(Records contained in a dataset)
——

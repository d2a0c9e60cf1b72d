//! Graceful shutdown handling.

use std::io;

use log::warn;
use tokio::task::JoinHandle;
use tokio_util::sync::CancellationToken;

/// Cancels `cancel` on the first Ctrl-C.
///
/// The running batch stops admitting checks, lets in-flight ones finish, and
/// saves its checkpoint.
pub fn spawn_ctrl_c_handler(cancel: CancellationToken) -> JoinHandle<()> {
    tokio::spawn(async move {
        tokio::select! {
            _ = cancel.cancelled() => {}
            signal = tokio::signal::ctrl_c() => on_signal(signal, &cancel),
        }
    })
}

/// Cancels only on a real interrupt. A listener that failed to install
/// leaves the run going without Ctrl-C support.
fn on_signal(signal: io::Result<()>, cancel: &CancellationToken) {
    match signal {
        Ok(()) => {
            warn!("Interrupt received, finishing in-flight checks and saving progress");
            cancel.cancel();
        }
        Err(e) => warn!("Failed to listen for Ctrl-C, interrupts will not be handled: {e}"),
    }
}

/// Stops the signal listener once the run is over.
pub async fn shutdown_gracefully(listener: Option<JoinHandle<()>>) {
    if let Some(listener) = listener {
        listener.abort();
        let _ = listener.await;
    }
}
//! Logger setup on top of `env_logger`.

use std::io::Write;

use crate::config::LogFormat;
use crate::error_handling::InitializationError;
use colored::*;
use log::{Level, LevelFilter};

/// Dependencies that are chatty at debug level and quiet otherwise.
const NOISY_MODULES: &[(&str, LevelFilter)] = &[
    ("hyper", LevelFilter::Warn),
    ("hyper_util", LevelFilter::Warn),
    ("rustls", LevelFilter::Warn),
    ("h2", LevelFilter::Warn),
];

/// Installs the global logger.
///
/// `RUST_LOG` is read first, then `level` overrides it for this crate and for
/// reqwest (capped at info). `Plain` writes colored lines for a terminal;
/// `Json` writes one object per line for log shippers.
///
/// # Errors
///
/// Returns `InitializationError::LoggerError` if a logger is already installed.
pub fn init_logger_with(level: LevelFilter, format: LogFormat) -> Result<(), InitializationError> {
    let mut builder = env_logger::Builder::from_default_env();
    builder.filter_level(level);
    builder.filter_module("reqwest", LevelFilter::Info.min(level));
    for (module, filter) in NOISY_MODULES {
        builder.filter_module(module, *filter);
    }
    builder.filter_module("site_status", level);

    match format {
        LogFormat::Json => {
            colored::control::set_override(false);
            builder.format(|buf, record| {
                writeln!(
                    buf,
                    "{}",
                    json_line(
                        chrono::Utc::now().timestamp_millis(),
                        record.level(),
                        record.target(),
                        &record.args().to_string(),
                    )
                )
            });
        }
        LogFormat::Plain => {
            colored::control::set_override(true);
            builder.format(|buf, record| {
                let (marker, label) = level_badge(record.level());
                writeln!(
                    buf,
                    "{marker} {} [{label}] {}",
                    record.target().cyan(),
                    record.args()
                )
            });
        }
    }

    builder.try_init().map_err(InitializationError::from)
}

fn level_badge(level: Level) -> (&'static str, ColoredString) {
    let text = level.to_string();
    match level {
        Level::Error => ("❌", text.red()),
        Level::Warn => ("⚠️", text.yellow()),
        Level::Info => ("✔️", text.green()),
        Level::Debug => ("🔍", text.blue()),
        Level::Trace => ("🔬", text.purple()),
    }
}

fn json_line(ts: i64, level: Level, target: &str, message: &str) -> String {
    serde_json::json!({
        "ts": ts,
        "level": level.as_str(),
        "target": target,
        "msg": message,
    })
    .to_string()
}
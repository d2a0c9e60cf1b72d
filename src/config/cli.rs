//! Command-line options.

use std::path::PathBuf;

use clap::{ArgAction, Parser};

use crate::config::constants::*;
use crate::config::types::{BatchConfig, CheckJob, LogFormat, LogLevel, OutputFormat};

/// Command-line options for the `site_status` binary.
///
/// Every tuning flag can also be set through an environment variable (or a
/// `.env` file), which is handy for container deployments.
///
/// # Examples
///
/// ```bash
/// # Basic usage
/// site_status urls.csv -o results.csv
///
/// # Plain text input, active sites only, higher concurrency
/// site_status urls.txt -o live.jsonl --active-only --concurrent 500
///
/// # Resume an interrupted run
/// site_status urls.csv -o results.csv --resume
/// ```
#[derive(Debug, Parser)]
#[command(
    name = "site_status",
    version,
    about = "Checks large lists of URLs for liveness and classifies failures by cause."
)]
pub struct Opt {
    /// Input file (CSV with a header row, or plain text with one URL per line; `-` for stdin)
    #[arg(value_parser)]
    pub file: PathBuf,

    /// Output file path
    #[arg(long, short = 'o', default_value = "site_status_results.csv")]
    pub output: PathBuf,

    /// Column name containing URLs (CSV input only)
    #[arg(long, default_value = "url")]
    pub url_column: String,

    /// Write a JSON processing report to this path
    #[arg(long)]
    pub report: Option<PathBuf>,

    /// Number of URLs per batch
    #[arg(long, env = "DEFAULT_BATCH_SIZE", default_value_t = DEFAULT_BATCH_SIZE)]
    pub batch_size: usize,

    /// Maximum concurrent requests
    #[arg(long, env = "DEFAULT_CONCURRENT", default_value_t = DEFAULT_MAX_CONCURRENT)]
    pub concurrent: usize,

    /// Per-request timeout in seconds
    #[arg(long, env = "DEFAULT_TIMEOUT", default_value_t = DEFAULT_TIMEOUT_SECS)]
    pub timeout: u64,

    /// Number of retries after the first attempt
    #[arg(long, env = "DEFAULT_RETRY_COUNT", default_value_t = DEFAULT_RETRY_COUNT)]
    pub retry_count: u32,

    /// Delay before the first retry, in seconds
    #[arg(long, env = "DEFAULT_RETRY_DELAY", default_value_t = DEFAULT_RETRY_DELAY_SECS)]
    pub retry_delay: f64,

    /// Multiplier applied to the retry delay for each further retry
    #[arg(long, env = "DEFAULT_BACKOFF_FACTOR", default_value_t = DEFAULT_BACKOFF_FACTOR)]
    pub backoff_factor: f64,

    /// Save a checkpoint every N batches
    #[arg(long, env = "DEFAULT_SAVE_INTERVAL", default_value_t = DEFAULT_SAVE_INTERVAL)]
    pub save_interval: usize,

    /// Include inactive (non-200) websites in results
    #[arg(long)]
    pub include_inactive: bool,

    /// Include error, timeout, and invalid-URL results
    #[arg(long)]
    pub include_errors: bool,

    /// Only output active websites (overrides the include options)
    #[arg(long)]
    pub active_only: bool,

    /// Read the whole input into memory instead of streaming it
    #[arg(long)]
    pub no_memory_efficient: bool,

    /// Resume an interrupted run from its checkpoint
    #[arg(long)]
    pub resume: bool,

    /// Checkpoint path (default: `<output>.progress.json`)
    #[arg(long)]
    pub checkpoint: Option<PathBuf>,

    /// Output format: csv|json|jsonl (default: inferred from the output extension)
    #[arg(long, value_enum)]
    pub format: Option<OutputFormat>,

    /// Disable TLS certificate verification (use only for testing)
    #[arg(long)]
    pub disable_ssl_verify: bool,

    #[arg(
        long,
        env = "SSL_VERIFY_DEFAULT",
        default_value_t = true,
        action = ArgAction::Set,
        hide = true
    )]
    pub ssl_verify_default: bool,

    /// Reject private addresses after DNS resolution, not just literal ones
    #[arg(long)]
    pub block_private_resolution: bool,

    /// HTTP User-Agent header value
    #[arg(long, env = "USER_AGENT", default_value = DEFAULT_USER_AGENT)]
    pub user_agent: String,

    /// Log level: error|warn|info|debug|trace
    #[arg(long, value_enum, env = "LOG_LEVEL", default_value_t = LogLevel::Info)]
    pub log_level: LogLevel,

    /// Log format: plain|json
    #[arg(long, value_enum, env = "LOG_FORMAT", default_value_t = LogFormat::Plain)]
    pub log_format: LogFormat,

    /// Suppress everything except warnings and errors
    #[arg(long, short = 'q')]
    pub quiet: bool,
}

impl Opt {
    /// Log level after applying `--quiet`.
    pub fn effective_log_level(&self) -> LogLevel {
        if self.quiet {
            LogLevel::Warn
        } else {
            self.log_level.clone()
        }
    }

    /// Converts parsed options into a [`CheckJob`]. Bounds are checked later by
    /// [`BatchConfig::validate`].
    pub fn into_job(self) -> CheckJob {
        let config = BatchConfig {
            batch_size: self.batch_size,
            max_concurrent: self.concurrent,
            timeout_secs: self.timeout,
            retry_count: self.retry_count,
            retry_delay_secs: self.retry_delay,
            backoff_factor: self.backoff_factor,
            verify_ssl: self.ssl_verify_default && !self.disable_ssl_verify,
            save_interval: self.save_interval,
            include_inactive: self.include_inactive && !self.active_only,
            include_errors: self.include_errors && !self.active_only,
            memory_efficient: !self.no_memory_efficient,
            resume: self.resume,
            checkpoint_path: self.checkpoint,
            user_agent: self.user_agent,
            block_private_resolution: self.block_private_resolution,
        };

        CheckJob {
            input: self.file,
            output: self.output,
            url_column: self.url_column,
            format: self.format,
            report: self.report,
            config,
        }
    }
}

——

WORK TASK - All lines above between those holding "Output file path" and "the output extension)", inclusive, must be set down unchanged, and no other line may be included.

EXPECTED ANSWER -
    /// Output file path
    #[arg(long, short = 'o', default_value = "site_status_results.csv")]
    pub output: PathBuf,

    /// Column name containing URLs (CSV input only)
    #[arg(long, default_value = "url")]
    pub url_column: String,

    /// Write a JSON processing report to this path
    #[arg(long)]
    pub report: Option<PathBuf>,

    /// Number of URLs per batch
    #[arg(long, env = "DEFAULT_BATCH_SIZE", default_value_t = DEFAULT_BATCH_SIZE)]
    pub batch_size: usize,

    /// Maximum concurrent requests
    #[arg(long, env = "DEFAULT_CONCURRENT", default_value_t = DEFAULT_MAX_CONCURRENT)]
    pub concurrent: usize,

    /// Per-request timeout in seconds
    #[arg(long, env = "DEFAULT_TIMEOUT", default_value_t = DEFAULT_TIMEOUT_SECS)]
    pub timeout: u64,

    /// Number of retries after the first attempt
    #[arg(long, env = "DEFAULT_RETRY_COUNT", default_value_t = DEFAULT_RETRY_COUNT)]
    pub retry_count: u32,

    /// Delay before the first retry, in seconds
    #[arg(long, env = "DEFAULT_RETRY_DELAY", default_value_t = DEFAULT_RETRY_DELAY_SECS)]
    pub retry_delay: f64,

    /// Multiplier applied to the retry delay for each further retry
    #[arg(long, env = "DEFAULT_BACKOFF_FACTOR", default_value_t = DEFAULT_BACKOFF_FACTOR)]
    pub backoff_factor: f64,

    /// Save a checkpoint every N batches
    #[arg(long, env = "DEFAULT_SAVE_INTERVAL", default_value_t = DEFAULT_SAVE_INTERVAL)]
    pub save_interval: usize,

    /// Include inactive (non-200) websites in results
    #[arg(long)]
    pub include_inactive: bool,

    /// Include error, timeout, and invalid-URL results
    #[arg(long)]
    pub include_errors: bool,

    /// Only output active websites (overrides the include options)
    #[arg(long)]
    pub active_only: bool,

    /// Read the whole input into memory instead of streaming it
    #[arg(long)]
    pub no_memory_efficient: bool,

    /// Resume an interrupted run from its checkpoint
    #[arg(long)]
    pub resume: bool,

    /// Checkpoint path (default: `<output>.progress.json`)
    #[arg(long)]
    pub checkpoint: Option<PathBuf>,

    /// Output format: csv|json|jsonl (default: inferred from the output extension)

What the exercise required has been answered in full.